Sometimes thinking, as an instrument of consciousness,
is criticized. Some people may be solely enveloped in their
own thought. They actually appear separated from their own
experience and distanced from the rest of the world. Instead
of being with their own experience, they seem only to be thinking
about it. We view such people as being detached from their
own feelings or emotions. Indeed, this is possible and maybe
even common but I can’t say that thinking in itself is
to blame. Thinking is only a vehicle of identification of what
is currently transpiring. It is more likely that one’s
individual thinking is to blame, that it is not expansive enough
to see the whole panorama open to one which includes the breath
of experience. (Page 2)
One may then claim that we cannot know reality for what it is, that all
we can know structurally or metaphysically is relationship-in-process,
the process that is inclusive of thinking. But why not instead say that
from the reality of relationship-in-process thinking occurs as an aspect
of it, identifying what is, so that one may be conscious of reality. Thinking
(as an endowment of what is, as being something that does exist and must
thereby be included in our conception of what is) can only see reality
as reality, for thinking is part and parcel of reality. This is to say
that thinking is immanent to reality, or shall we say that the concept “reality” is
immanent to thinking? Thinking does not distort reality because thinking
itself in intrinsically aligned to reality, being a part of reality. To
suggest that thinking by itself distorts reality is nothing less than to
suggest that we, as living beings, distort life. We do not distort life;
we are life. (Page 5)
What this thinking process represents is the creative process itself,
which is also our own sexual process of existence. The fact that thinking
is actually sexual in nature is a crucial fact that, to date, has been
overlooked. We will be looking closely into this as we proceed. But, for
the moment, wouldn’t it be realistic to say that all processes are
the same, a relationship between the division of the one and the unification
of the two? Isn’t this process of division and unification the sexual
process, and isn’t this also the same as the concentrative-decentrative
interchange that constitutes thinking? Having not viewed thinking as sexual,
we have failed to delineate male and female mentally as we have, to some
degree, physically. In failing to make the sexual delineation in the mental
realm, the mind, we are not able to understand consciousness or creation.
(Pages 7-8)
The power of thinking is due to the fact that it is evaluative and proceeds
to a position. Thinking results in a conclusion. To make a conclusion about
something is to actually say something about something, i.e., this is the
way this is. It is to make a statement, to declare, or to take a stand.
Thinking is positive in this respect. It is never neutral. In this fact
resides the potency of thinking. (Page 11)
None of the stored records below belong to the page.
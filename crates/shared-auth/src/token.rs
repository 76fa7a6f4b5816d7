//! Signed bearer tokens.
//!
//! HS256 JWTs carrying `{sub, iat, exp}`. A token is valid exactly when the
//! signature verifies against the current secret and `now < exp`; there is
//! no revocation list, expiry is purely by time.

use std::time::Duration;

use chrono::{DateTime, Utc};
use jsonwebtoken::{decode, encode, Algorithm, DecodingKey, EncodingKey, Header, Validation};
use serde::{Deserialize, Serialize};
use thiserror::Error;

/// Claims embedded in every issued token.
#[derive(Debug, Clone, PartialEq, Eq, Serialize, Deserialize)]
pub struct Claims {
    /// The authenticated identity (the account email).
    pub sub: String,
    /// Issued-at (seconds since epoch).
    pub iat: i64,
    /// Expiry (seconds since epoch).
    pub exp: i64,
}

/// Why a token failed verification or issuance.
#[derive(Debug, Clone, PartialEq, Eq, Error)]
pub enum TokenError {
    #[error("token expired")]
    Expired,
    #[error("token signature is invalid")]
    InvalidSignature,
    #[error("token is malformed")]
    Malformed,
    #[error("token could not be issued: {0}")]
    Issue(String),
}

/// Issues and verifies bearer tokens. Pure function of the secret, the TTL
/// and the clock; safe to share behind an `Arc`.
pub struct TokenService {
    encoding: EncodingKey,
    decoding: DecodingKey,
    header: Header,
    validation: Validation,
    ttl: Duration,
}

impl TokenService {
    pub fn new(secret: &[u8], ttl: Duration) -> Self {
        let algorithm = Algorithm::HS256;
        Self {
            encoding: EncodingKey::from_secret(secret),
            decoding: DecodingKey::from_secret(secret),
            header: Header::new(algorithm),
            // Default Validation already checks exp; pin the algorithm.
            validation: Validation::new(algorithm),
            ttl,
        }
    }

    /// Configured token lifetime.
    #[must_use]
    pub fn ttl(&self) -> Duration {
        self.ttl
    }

    /// Sign a token for `identity`, valid from now until now + TTL.
    pub fn issue(&self, identity: &str) -> Result<String, TokenError> {
        self.issue_at(identity, Utc::now())
    }

    /// Sign a token with an explicit issue instant. Lets callers pin the
    /// clock; expiry is still `issued_at + TTL`.
    pub fn issue_at(&self, identity: &str, issued_at: DateTime<Utc>) -> Result<String, TokenError> {
        let iat = issued_at.timestamp();
        let claims = Claims {
            sub: identity.to_string(),
            iat,
            exp: iat + self.ttl.as_secs() as i64,
        };
        encode(&self.header, &claims, &self.encoding).map_err(|e| TokenError::Issue(e.to_string()))
    }

    /// Verify signature and expiry, returning the claims.
    pub fn verify(&self, token: &str) -> Result<Claims, TokenError> {
        decode::<Claims>(token, &self.decoding, &self.validation)
            .map(|data| data.claims)
            .map_err(|e| match e.kind() {
                jsonwebtoken::errors::ErrorKind::ExpiredSignature => TokenError::Expired,
                jsonwebtoken::errors::ErrorKind::InvalidSignature => TokenError::InvalidSignature,
                _ => TokenError::Malformed,
            })
    }
}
To know creativity is to know cause, source, principle, standard, structure,
order, imagination, inspiration…is to know balance. The creative
process becomes (because it is) the exact process through which we integrate
all information into order. It is our standard or base of interpretation
holding true to its own process of creation. It is the breath or scope
of our expression, ever deepening in clarity and immediacy. It is the anchor
of our imagination ever reaching out in new creation. It is the source
of our inspiration, a man and woman reaching out to each other. It is the
one touch of love. (Page 21)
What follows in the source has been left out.